Can Business Save Your Soul?

Source: First Things

There is a simple truth about business: individuals, not “the organization” or “the law,” make the moral decisions behind each and every action a business takes. In a piece just released by the Pontifical Council for Justice and Peace, this vital point is highlighted: the unequivocal responsibility of the individual within the business context is at the center of every major business crisis and success we’ve experienced from the Wall Street mortgage meltdowns and the lingering echoes of Enron to inspiring entrepreneurs starting companies that cure cancer and bring essential services to poor families.

From this new reflection on the vocation of the business leader we learn that it is our individual aim that matters, not only the “system,” the environment, the perceived cultural or institutional constraints on our actions.
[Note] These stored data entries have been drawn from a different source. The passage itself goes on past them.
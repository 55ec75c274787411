//! # murmur
//!
//! Realtime private messaging server.
//!
//! ## Usage
//!
//! ```bash
//! # Run with default settings
//! murmur
//!
//! # Run with custom config
//! murmur --config /path/to/murmur.toml
//!
//! # Run with environment variables
//! MURMUR_PORT=3001 MURMUR_HOST=0.0.0.0 murmur
//! ```

use anyhow::Result;
use clap::Parser;
use murmur_server::{handlers, metrics, Config};
use std::path::PathBuf;
use tracing_subscriber::{layer::SubscriberExt, util::SubscriberInitExt};

/// Realtime private messaging server
#[derive(Parser, Debug)]
#[command(name = "murmur", version, about)]
struct Args {
    /// Path to a TOML config file; overrides the default lookup
    #[arg(short, long)]
    config: Option<PathBuf>,
}

#[tokio::main]
async fn main() -> Result<()> {
    let args = Args::parse();

    // Initialize tracing
    tracing_subscriber::registry()
        .with(
            tracing_subscriber::EnvFilter::try_from_default_env()
                .unwrap_or_else(|_| "murmur=debug,murmur_server=debug,murmur_core=debug".into()),
        )
        .with(tracing_subscriber::fmt::layer())
        .init();

    // Load configuration
    let config = match args.config {
        Some(path) => Config::from_file(path)?,
        None => Config::load()?,
    };

    tracing::info!("Starting murmur on {}:{}", config.host, config.port);

    // Initialize metrics
    metrics::init_metrics();

    // Start the server
    handlers::run_server(config).await?;

    Ok(())
}

#[cfg(test)]
mod tests {
    use super::*;

    #[test]
    fn test_args_config_forms() {
        let args = Args::try_parse_from(["murmur"]).unwrap();
        assert!(args.config.is_none());

        let args = Args::try_parse_from(["murmur", "--config=murmur.toml"]).unwrap();
        assert_eq!(args.config, Some(PathBuf::from("murmur.toml")));

        let args = Args::try_parse_from(["murmur", "-c", "/etc/murmur/murmur.toml"]).unwrap();
        assert_eq!(args.config, Some(PathBuf::from("/etc/murmur/murmur.toml")));

        assert!(Args::try_parse_from(["murmur", "--bogus"]).is_err());
    }

    #[test]
    fn test_args_help_requested() {
        let err = Args::try_parse_from(["murmur", "--help"]).unwrap_err();
        assert_eq!(err.kind(), clap::error::ErrorKind::DisplayHelp);
    }
}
No sum of laws and regulations prevent malignant intentions from achieving their goal. Personal responsibility, then, must be a part of any solution to corruption, power-mongering, and cheating in any aspect of human action, business included.
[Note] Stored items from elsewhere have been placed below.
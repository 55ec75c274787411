//! Conversation store.
//!
//! Each unordered pair of users owns one append-only, chronologically
//! ordered message log.

use murmur_protocol::{ChatMessage, UserId};
use std::collections::{HashMap, VecDeque};
use std::fmt;
use tracing::trace;

/// Number of messages returned by a history read when no limit is given.
pub const DEFAULT_HISTORY_LIMIT: usize = 50;

/// Resolve a requested history limit.
///
/// Missing, zero or negative requests fall back to `default`.
#[must_use]
pub fn resolve_limit(requested: Option<i64>, default: usize) -> usize {
    match requested {
        Some(n) if n > 0 => usize::try_from(n).unwrap_or(usize::MAX),
        _ => default,
    }
}

/// Canonical key for a conversation between two users.
///
/// Both orderings of a pair produce the same key.
#[derive(Debug, Clone, PartialEq, Eq, Hash)]
pub struct ConversationKey {
    low: UserId,
    high: UserId,
}

impl ConversationKey {
    #[must_use]
    pub fn new(a: &UserId, b: &UserId) -> Self {
        if a <= b {
            Self {
                low: a.clone(),
                high: b.clone(),
            }
        } else {
            Self {
                low: b.clone(),
                high: a.clone(),
            }
        }
    }
}

impl fmt::Display for ConversationKey {
    fn fmt(&self, f: &mut fmt::Formatter<'_>) -> fmt::Result {
        write!(f, "{}_{}", self.low, self.high)
    }
}

/// In-memory message history for all conversations.
#[derive(Debug, Default)]
pub struct ConversationStore {
    conversations: HashMap<ConversationKey, VecDeque<ChatMessage>>,
    /// Per-conversation retention cap; `None` keeps everything.
    max_retained: Option<usize>,
    message_count: usize,
}

impl ConversationStore {
    /// Create an unbounded store.
    #[must_use]
    pub fn new() -> Self {
        Self::default()
    }

    /// Create a store that keeps at most `max_retained` messages per conversation.
    #[must_use]
    pub fn with_retention(max_retained: Option<usize>) -> Self {
        Self {
            max_retained: max_retained.filter(|&n| n > 0),
            ..Self::default()
        }
    }

    /// Append a message to the conversation between `a` and `b`.
    ///
    /// A timestamp earlier than the conversation's last message is raised
    /// to it, keeping each log non-decreasing in time. Returns the stored
    /// message.
    pub fn append(&mut self, a: &UserId, b: &UserId, mut message: ChatMessage) -> &ChatMessage {
        let key = ConversationKey::new(a, b);
        let log = self.conversations.entry(key).or_default();

        if let Some(last) = log.back() {
            if message.timestamp < last.timestamp {
                message.timestamp = last.timestamp;
            }
        }

        trace!(message = %message.id, "Appending message");
        log.push_back(message);
        self.message_count += 1;

        if let Some(cap) = self.max_retained {
            while log.len() > cap {
                log.pop_front();
                self.message_count -= 1;
            }
        }

        &log[log.len() - 1]
    }

    /// The last `limit` messages between `a` and `b`, oldest first.
    ///
    /// A `limit` of zero means [`DEFAULT_HISTORY_LIMIT`]. Returns an empty
    /// vector if the pair never exchanged messages.
    #[must_use]
    pub fn history(&self, a: &UserId, b: &UserId, limit: usize) -> Vec<ChatMessage> {
        let limit = if limit == 0 { DEFAULT_HISTORY_LIMIT } else { limit };
        let Some(log) = self.conversations.get(&ConversationKey::new(a, b)) else {
            return Vec::new();
        };
        log.iter()
            .skip(log.len().saturating_sub(limit))
            .cloned()
            .collect()
    }

    /// Number of messages stored between `a` and `b`.
    #[must_use]
    pub fn len_between(&self, a: &UserId, b: &UserId) -> usize {
        self.conversations
            .get(&ConversationKey::new(a, b))
            .map_or(0, VecDeque::len)
    }

    /// Number of conversations with at least one message.
    #[must_use]
    pub fn conversation_count(&self) -> usize {
        self.conversations.len()
    }

    /// Total number of retained messages.
    #[must_use]
    pub fn message_count(&self) -> usize {
        self.message_count
    }
}

#[cfg(test)]
mod tests {
    use super::*;
    use chrono::{Duration, Utc};

    fn message(from: &str, to: &str, body: &str) -> ChatMessage {
        ChatMessage {
            id: format!("{from}-{body}"),
            sender_id: UserId::from(from),
            sender_name: from.to_string(),
            recipient_id: UserId::from(to),
            recipient_name: to.to_string(),
            message: body.to_string(),
            timestamp: Utc::now(),
        }
    }

    #[test]
    fn test_key_is_order_independent() {
        let a = UserId::from("a");
        let b = UserId::from("b");
        assert_eq!(ConversationKey::new(&a, &b), ConversationKey::new(&b, &a));
        assert_eq!(ConversationKey::new(&b, &a).to_string(), "a_b");
    }

    #[test]
    fn test_history_same_for_both_orderings() {
        let mut store = ConversationStore::new();
        let a = UserId::from("a");
        let b = UserId::from("b");

        store.append(&a, &b, message("a", "b", "one"));
        store.append(&b, &a, message("b", "a", "two"));

        let ab = store.history(&a, &b, 50);
        let ba = store.history(&b, &a, 50);
        assert_eq!(ab, ba);
        let bodies: Vec<_> = ab.iter().map(|m| m.message.as_str()).collect();
        assert_eq!(bodies, vec!["one", "two"]);
        assert_eq!(store.conversation_count(), 1);
    }

    #[test]
    fn test_history_empty_pair() {
        let store = ConversationStore::new();
        assert!(store
            .history(&UserId::from("a"), &UserId::from("b"), 10)
            .is_empty());
    }

    #[test]
    fn test_history_returns_latest_in_order() {
        let mut store = ConversationStore::new();
        let a = UserId::from("a");
        let b = UserId::from("b");
        for i in 0..60 {
            store.append(&a, &b, message("a", "b", &i.to_string()));
        }

        let last = store.history(&a, &b, 3);
        let bodies: Vec<_> = last.iter().map(|m| m.message.as_str()).collect();
        assert_eq!(bodies, vec!["57", "58", "59"]);

        assert_eq!(store.history(&a, &b, 0).len(), DEFAULT_HISTORY_LIMIT);
        assert_eq!(store.history(&a, &b, 1000).len(), 60);
    }

    #[test]
    fn test_resolve_limit() {
        assert_eq!(resolve_limit(None, 50), 50);
        assert_eq!(resolve_limit(Some(0), 50), 50);
        assert_eq!(resolve_limit(Some(-5), 50), 50);
        assert_eq!(resolve_limit(Some(7), 50), 7);
    }

    #[test]
    fn test_retention_drops_oldest() {
        let mut store = ConversationStore::with_retention(Some(2));
        let a = UserId::from("a");
        let b = UserId::from("b");
        for body in ["one", "two", "three"] {
            store.append(&a, &b, message("a", "b", body));
        }

        let bodies: Vec<_> = store
            .history(&a, &b, 10)
            .into_iter()
            .map(|m| m.message)
            .collect();
        assert_eq!(bodies, vec!["two", "three"]);
        assert_eq!(store.message_count(), 2);
    }

    #[test]
    fn test_timestamps_never_go_backwards() {
        let mut store = ConversationStore::new();
        let a = UserId::from("a");
        let b = UserId::from("b");

        let first = message("a", "b", "first");
        let first_at = first.timestamp;
        let mut skewed = message("b", "a", "skewed");
        skewed.timestamp = first_at - Duration::seconds(30);

        store.append(&a, &b, first);
        store.append(&b, &a, skewed);

        let history = store.history(&a, &b, 10);
        assert_eq!(history[1].timestamp, first_at);
    }
}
Wise business leaders, the document points out, create both profit and well being; “just wages for employees, just prices for customers and suppliers, just taxes for the community, and just returns for owners.”
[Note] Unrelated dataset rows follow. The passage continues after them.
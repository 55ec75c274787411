//! Event types for the murmur protocol.
//!
//! Inbound events ([`ClientEvent`]) are produced by clients; outbound
//! events ([`ServerEvent`]) are produced by the server. Both are
//! adjacently tagged so the wire shape is `{"event": name, "data": payload}`.

use chrono::{DateTime, Utc};
use serde::{Deserialize, Serialize};
use std::fmt;

/// A unique message identifier.
pub type MessageId = String;

/// Durable user identifier handed out at registration.
#[derive(Debug, Clone, PartialEq, Eq, PartialOrd, Ord, Hash, Serialize, Deserialize)]
#[serde(transparent)]
pub struct UserId(pub String);

impl UserId {
    /// Create a user ID from any string.
    #[must_use]
    pub fn new(id: impl Into<String>) -> Self {
        Self(id.into())
    }

    /// Get the ID as a string slice.
    #[must_use]
    pub fn as_str(&self) -> &str {
        &self.0
    }
}

impl fmt::Display for UserId {
    fn fmt(&self, f: &mut fmt::Formatter<'_>) -> fmt::Result {
        write!(f, "{}", self.0)
    }
}

impl From<String> for UserId {
    fn from(s: String) -> Self {
        Self(s)
    }
}

impl From<&str> for UserId {
    fn from(s: &str) -> Self {
        Self(s.to_string())
    }
}

/// Public view of a user as shown on the roster.
#[derive(Debug, Clone, PartialEq, Eq, Serialize, Deserialize)]
#[serde(rename_all = "camelCase")]
pub struct UserSummary {
    pub user_id: UserId,
    pub username: String,
}

impl UserSummary {
    #[must_use]
    pub fn new(user_id: UserId, username: impl Into<String>) -> Self {
        Self {
            user_id,
            username: username.into(),
        }
    }
}

/// A direct message between two users.
///
/// Display names are snapshots taken when the message was sent.
#[derive(Debug, Clone, PartialEq, Eq, Serialize, Deserialize)]
#[serde(rename_all = "camelCase")]
pub struct ChatMessage {
    pub id: MessageId,
    pub sender_id: UserId,
    pub sender_name: String,
    pub recipient_id: UserId,
    pub recipient_name: String,
    /// Trimmed message body.
    pub message: String,
    /// Send time, serialized as an ISO-8601 instant.
    pub timestamp: DateTime<Utc>,
}

/// Events sent by clients.
#[derive(Debug, Clone, PartialEq, Serialize, Deserialize)]
#[serde(tag = "event", content = "data", rename_all = "kebab-case")]
pub enum ClientEvent {
    /// Bind this connection to a registered user.
    #[serde(rename_all = "camelCase")]
    Login { user_id: UserId },

    /// Fetch the conversation with another user.
    #[serde(rename_all = "camelCase")]
    GetChatHistory {
        other_user_id: UserId,
        /// Maximum number of messages; non-positive or absent means the default.
        #[serde(default, skip_serializing_if = "Option::is_none")]
        limit: Option<i64>,
    },

    /// Send a direct message.
    #[serde(rename_all = "camelCase")]
    SendMessage { recipient_id: UserId, message: String },

    /// Typing indicator for a single recipient.
    #[serde(rename_all = "camelCase")]
    Typing { recipient_id: UserId, is_typing: bool },

    /// Unbind this connection without closing it.
    Logout,
}

impl ClientEvent {
    /// Wire name of the event.
    #[must_use]
    pub fn name(&self) -> &'static str {
        match self {
            ClientEvent::Login { .. } => "login",
            ClientEvent::GetChatHistory { .. } => "get-chat-history",
            ClientEvent::SendMessage { .. } => "send-message",
            ClientEvent::Typing { .. } => "typing",
            ClientEvent::Logout => "logout",
        }
    }
}

/// Events sent by the server.
#[derive(Debug, Clone, PartialEq, Serialize, Deserialize)]
#[serde(tag = "event", content = "data", rename_all = "kebab-case")]
pub enum ServerEvent {
    /// Login accepted for the requesting connection.
    LoginSuccess(UserSummary),

    /// Full roster of online users.
    UsersUpdate(Vec<UserSummary>),

    /// A user came online.
    UserOnline(UserSummary),

    /// A user went offline.
    UserOffline(UserSummary),

    /// Conversation history with another user, oldest first.
    #[serde(rename_all = "camelCase")]
    ChatHistory {
        other_user_id: UserId,
        messages: Vec<ChatMessage>,
    },

    /// A message addressed to this connection's user.
    ReceiveMessage(ChatMessage),

    /// Confirmation that a message was stored.
    MessageSent(ChatMessage),

    /// Typing indicator from a peer.
    #[serde(rename_all = "camelCase")]
    UserTyping { user_id: UserId, is_typing: bool },

    /// Non-fatal error reported to the originating connection.
    Error { message: String },
}

impl ServerEvent {
    /// Create a new Error event.
    #[must_use]
    pub fn error(message: impl Into<String>) -> Self {
        ServerEvent::Error {
            message: message.into(),
        }
    }

    /// Wire name of the event.
    #[must_use]
    pub fn name(&self) -> &'static str {
        match self {
            ServerEvent::LoginSuccess(_) => "login-success",
            ServerEvent::UsersUpdate(_) => "users-update",
            ServerEvent::UserOnline(_) => "user-online",
            ServerEvent::UserOffline(_) => "user-offline",
            ServerEvent::ChatHistory { .. } => "chat-history",
            ServerEvent::ReceiveMessage(_) => "receive-message",
            ServerEvent::MessageSent(_) => "message-sent",
            ServerEvent::UserTyping { .. } => "user-typing",
            ServerEvent::Error { .. } => "error",
        }
    }
}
It is true that sometimes we encounter an obsessive focus on financial profit to the exclusion of any other aspect in business; but this is a symptom, not a cause. The cause is the practice of separating our business from our faith and moral life. “Dividing the demands of one’s faith from one’s work in business is a fundamental error which contributes much to the damage done by business in our world today, including overwork to the detriment of family or spiritual life, an unhealthy attachment to power to the detriment of one’s own good, and the abuse of economic power in order to make even greater economic gains.”

Most business professionals know this and are searching for answers and ways out of that division of their lives. Thus the business community represents a fertile field for the practice of the Gospels and this is, I think, the aim of the Justice and Peace document.

It is, alas, common in our age to separate faith from business and promote a dualism between secular and holy.